Dynamic Neighbor Cell List Management for Handover Optimization in LTE

Yoshinori Watanabe, Yasuhiko Matsunaga, Kosei Kobayashi, Hiroto Sugahara, and Kojiro Hamabe System Platforms Research Laboratories,

NEC Corporation 1753, Shimonumabe, Nakahara-Ku, Kawasaki, Kanagawa, 211-8666, Japan

{y-watanabe@ef, y-matsunaga@bl, k-kobayashi@ew, h-sugahara@cb, k-hamabe@bq}.jp.nec.com

Abstract— Self-optimization of the neighbor cell list (NCL) is expected to improve handover performance and reduce the need for site surveys. 3GPP Long Term Evolution (LTE) has introduced automatic neighbor relation (ANR), which enables a base station to manage neighbor cells on the basis of measurements made by mobiles. Because the radio coverage changes during network operations, it is essential to immediately update the NCL to improve handover performance, especially when the number of measured neighbor cells exceeds the upper limit of NCL size. In this paper, we propose a dynamic NCL management scheme to enhance NCL convergence and alleviate missing neighbor problems. The proposed scheme gives higher priority to newly detected neighbor cells over existing cells and ensures fast and accurate NCL updates after radio coverage changes. According to the LTE network simulations, the proposed scheme provides 70% faster recovery of the average radio link failure rate due to the missing neighbors compared with the non-prioritized scheme. It was also confirmed that the duration of missing neighbors is reduced by 39% on average.

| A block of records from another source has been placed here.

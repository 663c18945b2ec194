use std::collections::HashSet;

use crate::models::Project;

use super::filter::{FilterPredicates, apply_filters};

/// The loaded dataset and its current filtered view.
#[derive(Debug, Clone, Default)]
pub struct DatasetStore {
    all_projects: Vec<Project>,
    filtered_projects: Vec<Project>,
}

impl DatasetStore {
    pub fn new(projects: Vec<Project>) -> Self {
        Self {
            filtered_projects: projects.clone(),
            all_projects: projects,
        }
    }

    pub fn all_projects(&self) -> &[Project] {
        &self.all_projects
    }

    pub fn filtered_projects(&self) -> &[Project] {
        &self.filtered_projects
    }

    /// Recompute the filtered view from the full dataset.
    pub fn refilter(&mut self, predicates: &FilterPredicates) -> &[Project] {
        self.filtered_projects = apply_filters(&self.all_projects, predicates);
        &self.filtered_projects
    }

    pub fn regions(&self) -> Vec<String> {
        distinct_in_order(&self.all_projects, |p| &p.region)
    }

    pub fn types(&self) -> Vec<String> {
        distinct_in_order(&self.all_projects, |p| &p.project_type)
    }

    pub fn statuses(&self) -> Vec<String> {
        distinct_in_order(&self.all_projects, |p| &p.status)
    }
}

/// Distinct values of a field, in order of first occurrence.
pub(crate) fn distinct_in_order<F>(projects: &[Project], field: F) -> Vec<String>
where
    F: Fn(&Project) -> &String,
{
    let mut seen = HashSet::new();
    projects
        .iter()
        .map(field)
        .filter(|value| seen.insert(*value))
        .cloned()
        .collect()
}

Keywords-component; neighbor cell list; Self-Organizing Network; Self-Optimization; LTE; Automatic Neighbor Relation;

I. INTRODUCTION The Self Organizing Network (SON) introduced as part of

the 3GPP Long Term Evolution (LTE) is a key driver for improving operation and maintenance (O&M). To maximize network performance, the network configuration should be optimized while taking into account local characteristics of radio propagation, user traffic and mobility. However, optimization has not been frequently applied because it typically entails a heavy workload for conducting site surveys, analyzing of the performance statistics and making decisions on the optimal parameters. SON automates these tasks by using measurements taken by network equipments. Specifically, it substitutes measurements from enhanced Node B (eNB) and user equipment (UE) for the site survey data.

The Next Generation Mobile Network (NGMN) association has suggested requirements on SON use cases [1]. Given the requirements, 3GPP has investigated one of the most important use cases, management of a neighbor cell list (NCL), and has standardized a scheme of automatic neighbor relation (ANR) in release 8 [2]. ANR makes it possible for eNB to detect the surrounding neighbor relations on the basis of UE

measurements. The neighbor relations are managed in a neighbor relation table (NRT). The NCL is an extract of the NRT and the upper size is limited to 32 cells, while the NRT has no size limitation [3]. The NCL is sent to UEs, while the NRT is not known to the UEs. How to determine a target cell for handover on the basis of the NRT and the NCL depends on the eNB vender’s design policy and the operator’s management policy. The target cells have been often limited to particular neighbor cells in order to prevent a failure of handover to a neighbor cell with a temporary good quality. The NCL provides a set of the particular neighbor cells. In this case, handover performance may deteriorate as a result of there being missing neighbors if appropriate neighbor cells are not in the NCL. On the other hand, when applying the other use cases such as mobility robustness optimization (MRO) and mobility load balancing (MLB), target neighbor cells need to be listed in the NCL, in order to be able to modify each neighbor’s cell individual offset (CIO) [3]. Therefore, NCL management is a significant task to improve handover performance in LTE.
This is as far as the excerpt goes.